Global study reveals alert fatigue and process gaps are driving high-impact attacks across industries
Palo Alto Networks has released the 2025 Unit 42 Global Incident Response Report: Social Engineering Edition, highlighting how identity-driven attacks are circumventing advanced security controls by exploiting people, processes, and operational fatigue. The report draws on 700 real-world investigations across 49 countries, revealing that 13% of social engineering incidents stemmed from ignored alerts and 60% led to data exposure, making it one of today’s most damaging cyber threats.
“Attackers are exploiting identity gaps and process fatigue, bypassing even advanced technical controls. Awareness and Zero Trust practices must go hand-in-hand with technology to stay ahead.”
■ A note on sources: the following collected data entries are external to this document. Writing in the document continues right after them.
//! Launching and terminating service processes

use std::collections::BTreeMap;
use std::process::Stdio;
use std::time::Duration;

use hb_core::config::ServiceSpec;
use hb_core::process as os;
use tokio::io::{AsyncBufReadExt, AsyncRead, BufReader};
use tokio::process::{Child, Command};

/// A launched service process, exclusively owned by its slot
pub struct ServiceProcess {
    child: Child,
    pid: u32,
}

impl ServiceProcess {
    /// Spawn the service with its merged environment.
    ///
    /// stdout and stderr are forwarded line by line into `tracing`.
    pub fn spawn(spec: &ServiceSpec, env: &BTreeMap<String, String>) -> std::io::Result<Self> {
        let mut command = Command::new(&spec.command);
        command
            .args(&spec.args)
            .envs(env)
            .stdin(Stdio::null())
            .stdout(Stdio::piped())
            .stderr(Stdio::piped())
            .kill_on_drop(true);
        if let Some(dir) = &spec.working_dir {
            command.current_dir(dir);
        }

        let mut child = command.spawn()?;
        let pid = child.id().ok_or_else(|| {
            std::io::Error::new(std::io::ErrorKind::Other, "process exited before reporting a pid")
        })?;

        if let Some(stdout) = child.stdout.take() {
            forward_lines(spec.name.clone(), "stdout", stdout);
        }
        if let Some(stderr) = child.stderr.take() {
            forward_lines(spec.name.clone(), "stderr", stderr);
        }

        Ok(Self { child, pid })
    }

    pub fn pid(&self) -> u32 {
        self.pid
    }

    /// Exit description if the process has already exited
    pub fn exited(&mut self) -> Option<String> {
        match self.child.try_wait() {
            Ok(Some(status)) => Some(status.to_string()),
            Ok(None) => None,
            Err(e) => Some(format!("wait failed: {}", e)),
        }
    }

    /// Graceful signal, wait up to `grace`, then kill. Always reaps.
    pub async fn terminate(mut self, grace: Duration) {
        if self.exited().is_some() {
            return;
        }
        if let Err(e) = os::request_exit(self.pid) {
            tracing::debug!(pid = self.pid, "Graceful signal failed: {}", e);
        }
        match tokio::time::timeout(grace, self.child.wait()).await {
            Ok(_) => {}
            Err(_) => {
                tracing::warn!(pid = self.pid, "Process ignored graceful signal, killing");
                if let Err(e) = self.child.kill().await {
                    tracing::warn!(pid = self.pid, "Failed to kill process: {}", e);
                }
            }
        }
    }

    /// Kill without a grace period (failed launch attempts)
    pub async fn kill(mut self) {
        if let Err(e) = self.child.kill().await {
            tracing::debug!(pid = self.pid, "Kill after failed launch: {}", e);
        }
    }
}

fn forward_lines<R>(service: String, stream: &'static str, reader: R)
where
    R: AsyncRead + Unpin + Send + 'static,
{
    tokio::spawn(async move {
        let mut lines = BufReader::new(reader).lines();
        while let Ok(Some(line)) = lines.next_line().await {
            tracing::debug!(service = %service, stream, "{}", line);
        }
    });
}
– Swapna Bapat, VP & MD, India & SAARC, Palo Alto Networks
The report identifies two dominant attack playbooks: high-touch compromise, where attackers impersonate employees or IT staff to bypass authentication, and at-scale deception, which leverages SEO poisoning, malvertising, and fake prompts to trick users. The rise of Generative AI amplifies these tactics, enabling attackers to create tailored lures, voice clones, and automate campaigns end-to-end.
Key findings include:
- 66% of attacks targeted privileged accounts, increasing potential impact
- Credential recovery mechanisms, such as IT help desk resets, were commonly exploited to bypass MFA
- 10% of incidents involved missing or misconfigured MFA protections
- Manufacturing faced the highest rate of data exposure (15%), followed by professional services and retail
The study underscores that technical upgrades alone are insufficient. “India’s pace of digital adoption is extraordinary, and with that comes a unique challenge. Attackers are leveraging process gaps and identity blind spots alongside conventional technical flaws. Addressing this requires making security second nature across teams,” said Swapna Bapat, VP & MD, India & SAARC, Palo Alto Networks.
The report recommends Zero Trust principles, correlation of identity signals with Identity Threat Detection and Response (ITDR), deployment of User and Entity Behavior Analytics (UEBA), hardening recovery workflows, and running live simulations to strengthen organizational awareness.
Palo Alto Networks, trusted by over 70,000 organizations globally, continues to drive AI-powered cybersecurity solutions across networks, cloud, and operations, leveraging the expertise of Unit 42 to ensure protection keeps pace with innovation.